To the girl wearing Ugg boots and shorts on an 85-degree day in Austin, Texas:
First of all, everyone knows that "Ugg" translates to "ugly." Just because something is trendy does not mean it's attractive (see: skinny jeans). Second, please don't dress like that. You look ridiculous. Your outfit is saying, "is it warm? Is it cold?

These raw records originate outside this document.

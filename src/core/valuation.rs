//! Valuation of purchase records against the current market price.
//!
//! Every purchase is charged simple, non-compounding daily interest at a yearly
//! rate from the day it was bought. A batch has *matured* once its market value
//! exceeds what was paid plus that accrued interest.
use crate::core::record::{PurchaseRecord, check_amount};
use chrono::{Local, NaiveDateTime};
use serde::Serialize;
use thiserror::Error;
use tracing::debug;

/// Opportunity cost charged on a purchase when no rate is configured (10% a year).
pub const DEFAULT_YEARLY_RATE: f64 = 0.10;

const DAYS_PER_YEAR: f64 = 365.0;

#[derive(Error, Debug, Clone, PartialEq)]
pub enum ValuationError {
    #[error("Invalid input: {0}")]
    Validation(String),

    #[error("Cannot compute {metric} for a record with zero grams")]
    DivisionByZero { metric: &'static str },
}

#[derive(Debug, Clone, Copy, PartialEq, Eq, Serialize)]
pub enum Status {
    /// Current value exceeds the break-even value; the batch can be sold at a profit.
    Matured,
    Holding,
}

/// A purchase record with everything derived from a single valuation pass.
#[derive(Debug, Clone, PartialEq, Serialize)]
pub struct EvaluatedRecord {
    pub record: PurchaseRecord,
    pub days_held: i64,
    pub accrued_cost: f64,
    pub break_even_value: f64,
    pub current_value: f64,
    pub profit: f64,
    pub status: Status,
}

impl EvaluatedRecord {
    /// Price paid per gram.
    pub fn unit_cost(&self) -> Result<f64, ValuationError> {
        self.per_gram("unit cost", self.record.total_cost)
    }

    /// Market price per gram at which this batch stops losing money.
    pub fn break_even_price(&self) -> Result<f64, ValuationError> {
        self.per_gram("break-even price", self.break_even_value)
    }

    fn per_gram(&self, metric: &'static str, amount: f64) -> Result<f64, ValuationError> {
        if self.record.grams == 0.0 {
            return Err(ValuationError::DivisionByZero { metric });
        }
        Ok(amount / self.record.grams)
    }
}

/// Evaluates each record against `current_price` (per gram) as of `as_of`.
///
/// The output has the same length and order as `records`. The function is pure:
/// the same arguments always give the same result, which is why the evaluation
/// time is passed in rather than read from the clock.
pub fn evaluate(
    records: &[PurchaseRecord],
    current_price: f64,
    yearly_rate: f64,
    as_of: NaiveDateTime,
) -> Result<Vec<EvaluatedRecord>, ValuationError> {
    check_market_inputs(current_price, yearly_rate)?;

    let today = as_of.date();
    let evaluated = records
        .iter()
        .enumerate()
        .map(|(index, record)| {
            record
                .validate()
                .map_err(|e| ValuationError::Validation(format!("record {}: {e}", index + 1)))?;

            if record.purchase_date > today {
                return Err(ValuationError::Validation(format!(
                    "record {}: purchase date {} is after the valuation date {}",
                    index + 1,
                    record.purchase_date,
                    today
                )));
            }

            let days_held = (today - record.purchase_date).num_days();
            let accrued_cost = record.total_cost * yearly_rate * days_held as f64 / DAYS_PER_YEAR;
            let break_even_value = record.total_cost + accrued_cost;
            let current_value = record.grams * current_price;
            let profit = current_value - break_even_value;
            let status = if profit > 0.0 {
                Status::Matured
            } else {
                Status::Holding
            };

            Ok(EvaluatedRecord {
                record: *record,
                days_held,
                accrued_cost,
                break_even_value,
                current_value,
                profit,
                status,
            })
        })
        .collect::<Result<Vec<_>, _>>()?;

    debug!(
        records = evaluated.len(),
        current_price, yearly_rate, %as_of, "Evaluated ledger"
    );
    Ok(evaluated)
}

/// Rejects a negative or non-finite price or rate.
pub fn check_market_inputs(current_price: f64, yearly_rate: f64) -> Result<(), ValuationError> {
    check_amount("current price", current_price)?;
    check_amount("yearly rate", yearly_rate)
}

/// Evaluates at the default yearly rate against the local wall clock.
pub fn evaluate_now(
    records: &[PurchaseRecord],
    current_price: f64,
) -> Result<Vec<EvaluatedRecord>, ValuationError> {
    evaluate(
        records,
        current_price,
        DEFAULT_YEARLY_RATE,
        Local::now().naive_local(),
    )
}

/// Totals across a set of evaluated records.
#[derive(Debug, Clone, Default, PartialEq, Serialize)]
pub struct ValuationSummary {
    pub count: usize,
    pub matured: usize,
    pub grams: f64,
    pub total_cost: f64,
    pub accrued_cost: f64,
    pub break_even_value: f64,
    pub current_value: f64,
    pub profit: f64,
}

pub fn summarize(evaluated: &[EvaluatedRecord]) -> ValuationSummary {
    evaluated
        .iter()
        .fold(ValuationSummary::default(), |mut acc, e| {
            acc.count += 1;
            if e.status == Status::Matured {
                acc.matured += 1;
            }
            acc.grams += e.record.grams;
            acc.total_cost += e.record.total_cost;
            acc.accrued_cost += e.accrued_cost;
            acc.break_even_value += e.break_even_value;
            acc.current_value += e.current_value;
            acc.profit += e.profit;
            acc
        })
}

I can't tell, so I'd better be prepared for either."
Let me answer the questions postulated by your warm-weather attire and cold-weather shoes -- it's WARM. I would think you'd be able to confirm this fact as soon as you opened your front door and set your snug-as-a-bug tootsies onto a slab of heat-radiating concrete.
But no, apparently you STILL worry about the prospect of casually strolling down the sidewalk, without a care in the world, and accidentally stumbling upon a wayward snowbank displaced from Wisconsin or North Dakota. Let me assure you -- this almost never happens. The odds of needing a pair of cushy, sheepskin-lined boots are practically nil.
Or perhaps you're striving for that most elusive of melanin enhancers -- the always-sexy two-thirds-of-a-leg tan. Look, I realize, as an ultra-white person myself, that I'm really not qualified to give tanning advice. But c'mon -- "pale calves/tan knees" is never a good look. Either go for the whole leg, or just wear jeans. Pick one.
And I don't care if you saw a picture of Britney Spears rocking the same outfit outside a gas station in Malibu a couple weeks ago. Considering Britney really hasn't "rocked" an outfit since, oh, 2003, I wouldn't rely on her for fashion cues.
So go ahead -- break out the sandals. Or, if that seems a bit extreme, a nice pair of Nikes or Converse would be totally acceptable. If you do end up stepping ankle-deep into a cold, slushy puddle, you can blame me. I take full responsibility.